Navigating SMSF compliance processes for employee share schemes
With pandemic conditions bringing about increased use of employee share schemes, SMSFs will need to take greater care in navigating across its compliance processes to avoid breaching super regulations.
Since the onset of the COVID-19 pandemic, employers are turning to alternative methods of rewarding employees as wage freezes become commonplace during the pandemic.
With record-low wages growth of 1.4 per cent over the last year, ASF Audits head of education Shelley Banton said companies are increasingly offering employee share schemes (ESS) as an incentive where they struggle to pay high salaries.
The emerging question for SMSFs, however, is the processes when it comes to ownership of employee shares, and any possible compliance traps it could face from super regulations.
Ms Banton said that, in general, the transfer of shares or options from an employee participating in an ESS is an acquisition of assets from a related party. The reason is that the employee is typically a related party to the fund.
“While it is easy to determine the market value of shares listed on the ASX, the market value of shares in a related, unlisted entity is complex and requires more documentation,” she told SMSF Adviser.

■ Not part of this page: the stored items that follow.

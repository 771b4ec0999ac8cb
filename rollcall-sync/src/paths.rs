//! Layout of the remote document tree.

pub const TEACHERS: &str = "teachers";
pub const STUDENTS: &str = "students";
pub const ATTENDANCE: &str = "attendance";
pub const PERIOD_CONFIG: &str = "config/schoolPeriod";
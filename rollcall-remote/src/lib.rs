//! Remote mirror store adapter for the Rollcall attendance engine.
//!
//! The remote side is a key-addressed JSON document tree reached over the
//! network; it mirrors the local store and is never authoritative except
//! during an explicit pull. This crate provides the adapter seam and two
//! backends:
//!
//! - [`RestRemote`] — the production REST client
//! - [`MemoryRemote`] — an in-memory tree for tests and offline development

pub mod error;
pub mod memory;
pub mod rest;
pub mod store;

pub use error::{RemoteError, RemoteResult};
pub use memory::MemoryRemote;
pub use rest::{RemoteConfig, RestRemote};
pub use store::{is_valid_key, RemoteStore, ILLEGAL_KEY_CHARS};
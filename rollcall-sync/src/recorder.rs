//! Attendance recording flows: QR scan, manual entry, the absentee sweep
//! and the no-class Not-Applicable sweep.
//!
//! Scans and manual entries validate the academic period strictly; the bulk
//! sweeps are allowed to fall back (absentees) or leave the label empty
//! (no-class marking) because they run on a schedule, not under a teacher's
//! eyes.

use std::collections::HashSet;
use std::sync::Arc;

use chrono::Local;

use rollcall_store::{
    AttendanceRecord, RecordKind, Student, STATUS_ABSENT, STATUS_NOT_APPLICABLE, STATUS_PRESENT,
};

use crate::calendar::CalendarRepository;
use crate::error::{SyncError, SyncResult};
use crate::period::{resolve_period, Division, Quarter};
use crate::students::StudentRepository;
use crate::attendance::AttendanceRepository;

/// Quarter used when the bulk absentee sweep cannot resolve the calendar.
pub const FALLBACK_QUARTER: Quarter = Quarter::Q1;

pub struct AttendanceService {
    students: Arc<StudentRepository>,
    attendance: Arc<AttendanceRepository>,
    calendar: Arc<CalendarRepository>,
}

/// Device-local midnight, epoch millis.
pub fn start_of_today() -> i64 {
    let now = Local::now();
    now.date_naive()
        .and_hms_opt(0, 0, 0)
        .and_then(|dt| dt.and_local_timezone(Local).earliest())
        .map(|dt| dt.timestamp_millis())
        .unwrap_or_else(|| now.timestamp_millis())
}

impl AttendanceService {
    pub fn new(
        students: Arc<StudentRepository>,
        attendance: Arc<AttendanceRepository>,
        calendar: Arc<CalendarRepository>,
    ) -> Self {
        Self {
            students,
            attendance,
            calendar,
        }
    }

    /// Strict resolution: unknown grades and unconfigured calendars reject
    /// the recording rather than mis-bucket it.
    async fn resolve_strict(&self, grade: &str, timestamp: i64) -> SyncResult<Quarter> {
        let division = Division::from_grade(grade)
            .ok_or_else(|| SyncError::UnknownGrade(grade.to_string()))?;
        let config = self
            .calendar
            .period_config()
            .await?
            .ok_or(SyncError::CalendarNotConfigured)?;
        resolve_period(&config, timestamp, division).ok_or(SyncError::CalendarNotConfigured)
    }

    /// Lenient resolution for the bulk sweep: anything unresolved collapses
    /// to the fallback quarter.
    async fn resolve_lenient(&self, grade: &str, timestamp: i64) -> SyncResult<Quarter> {
        let resolved = match Division::from_grade(grade) {
            Some(division) => self
                .calendar
                .period_config()
                .await?
                .and_then(|config| resolve_period(&config, timestamp, division)),
            None => None,
        };
        Ok(resolved.unwrap_or(FALLBACK_QUARTER))
    }

    fn subject_for(kind: RecordKind, subject: Option<&str>) -> SyncResult<Option<String>> {
        match kind {
            RecordKind::Subject => match subject {
                Some(name) if !name.trim().is_empty() => Ok(Some(name.to_string())),
                _ => Err(SyncError::MissingSubject),
            },
            RecordKind::Homeroom => Ok(None),
        }
    }

    /// Record a QR scan as "present" now.
    pub async fn record_scan(
        &self,
        student_id: &str,
        kind: RecordKind,
        subject: Option<&str>,
    ) -> SyncResult<AttendanceRecord> {
        let now = Local::now().timestamp_millis();

        let student = self
            .students
            .get(student_id)
            .await?
            .ok_or_else(|| SyncError::StudentNotFound(student_id.to_string()))?;

        let subject = Self::subject_for(kind, subject)?;
        let quarter = self.resolve_strict(&student.grade, now).await?;

        let mut record = AttendanceRecord::new(
            student.id.clone(),
            now,
            STATUS_PRESENT,
            kind,
            subject,
            quarter.as_str(),
        );
        record.id = self.attendance.record(&record).await?;
        self.attendance.request_sync();

        tracing::debug!(student_id = %student.id, "recorded scan");
        Ok(record)
    }

    /// Manual entry, resolving the student by id or by name and accepting
    /// the caller's status and timestamp.
    pub async fn record_manual(
        &self,
        identifier: &str,
        status: &str,
        kind: RecordKind,
        subject: Option<&str>,
        timestamp: i64,
    ) -> SyncResult<AttendanceRecord> {
        let student = match self.students.get(identifier).await? {
            Some(student) => student,
            None => self
                .find_by_name(identifier)
                .await?
                .ok_or_else(|| SyncError::StudentNotFound(identifier.to_string()))?,
        };

        let subject = Self::subject_for(kind, subject)?;
        let quarter = self.resolve_strict(&student.grade, timestamp).await?;

        let mut record = AttendanceRecord::new(
            student.id.clone(),
            timestamp,
            status,
            kind,
            subject,
            quarter.as_str(),
        );
        record.id = self.attendance.record(&record).await?;
        self.attendance.request_sync();
        Ok(record)
    }

    /// Case-insensitive name match: "First Last", "Last, First", first or
    /// last name alone.
    async fn find_by_name(&self, identifier: &str) -> SyncResult<Option<Student>> {
        let all = self.students.all().await?;
        Ok(all.into_iter().find(|student| {
            let full = format!("{} {}", student.first_name, student.last_name);
            let reversed = format!("{}, {}", student.last_name, student.first_name);
            full.eq_ignore_ascii_case(identifier)
                || reversed.eq_ignore_ascii_case(identifier)
                || student.first_name.eq_ignore_ascii_case(identifier)
                || student.last_name.eq_ignore_ascii_case(identifier)
        }))
    }

    /// Mark every enrolled student without a matching record today as
    /// absent. Returns the number of records written.
    pub async fn mark_absentees(
        &self,
        grade: &str,
        section: &str,
        kind: RecordKind,
        subject: Option<&str>,
    ) -> SyncResult<usize> {
        let enrolled = self.students.by_class(grade, section).await?;
        if enrolled.is_empty() {
            return Ok(0);
        }

        let subject = Self::subject_for(kind, subject)?;
        let now = Local::now().timestamp_millis();
        let since = start_of_today();

        let history = self
            .attendance
            .history_by_subject_in_range(subject.as_deref(), since, now)
            .await?;
        let covered: HashSet<&str> = history.iter().map(|r| r.student_id.as_str()).collect();

        let absentees: Vec<&Student> = enrolled
            .iter()
            .filter(|student| !covered.contains(student.id.as_str()))
            .collect();
        if absentees.is_empty() {
            return Ok(0);
        }

        let quarter = self.resolve_lenient(grade, now).await?;

        let mut marked = 0;
        for student in absentees {
            let record = AttendanceRecord::new(
                student.id.clone(),
                now,
                STATUS_ABSENT,
                kind,
                subject.clone(),
                quarter.as_str(),
            );
            self.attendance.record(&record).await?;
            marked += 1;
        }
        self.attendance.request_sync();

        tracing::debug!(grade = %grade, section = %section, marked, "marked absentees");
        Ok(marked)
    }

    /// No-class sweep: give every enrolled student a "Not Applicable"
    /// homeroom record at `day_start`, skipping students who already have a
    /// record at that exact timestamp.
    pub async fn mark_not_applicable(
        &self,
        grade: &str,
        section: &str,
        day_start: i64,
    ) -> SyncResult<usize> {
        let enrolled = self.students.by_class(grade, section).await?;

        let mut marked = 0;
        for student in enrolled {
            if self.attendance.exists(&student.id, day_start).await? {
                continue;
            }
            let record = AttendanceRecord::new(
                student.id.clone(),
                day_start,
                STATUS_NOT_APPLICABLE,
                RecordKind::Homeroom,
                None,
                "",
            );
            self.attendance.record(&record).await?;
            marked += 1;
        }
        Ok(marked)
    }
}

“Suppose the shares or options are transferred in for no consideration or less than market value? Where the member takes up the difference as a contribution, the shares are acquired at market value, and section 66 SIS will be satisfied.”
In terms of its effect on contribution caps, Ms Banton noted the ATO expects SMSF trustees to know which types of contributions breach the super laws.
“Returning a contribution is only allowed where the trustee cannot accept the amount under SIS or where the return is authorised by the principles of restitution for mistake, not where the member has exceeded their caps or simply changed their mind,” she said.
“The ATO’s position is straightforward. A reasonable trustee, acting with the level of care, skill and diligence required of a trustee of a complying fund, would have checked the fund’s affairs.
“Because the member is also a trustee, the fund effectively becomes aware of whether it can accept the contribution or not when it happened.”
“There is a strict process to follow as excess contributions cannot be refunded immediately. Technically, this is illegal early access: the member must wait for the ATO to issue an excess contributions determination notice before returning the extra amount.”
Ownership of ESS and NALI effect
In terms of ownership of ESS, some ESS include terms and conditions such that only the employee can own the shares. Others have the requirement that the employer must approve any transfer of the shares to an associate, related party or entity, according to Ms Banton.
Furthermore, when it comes to its interaction with NALI, there may be other circumstances SMSFs need to be conscious of that contribute to the transfer of the ESS into the fund not being on an arm’s length basis.
“The offer could include more favourable terms such as an interest-free loan from the employer to purchase the shares or receiving a higher dividend instead of market remuneration,” Ms Banton said.
“The SIS rules state that where parties are not dealing at arm’s length and the terms are more favourable to the SMSF, there will be no breach of s109 SIS.
“However, the NALI provisions then apply, which remove the fund’s tax concessions where the SMSF and other parties are not dealing at arm’s length in relation to a scheme.
“Where income is deemed to be NALI, all of the income generated from that asset will be taxed at the top marginal tax rate of 47 per cent, even if the member is in the pension phase.”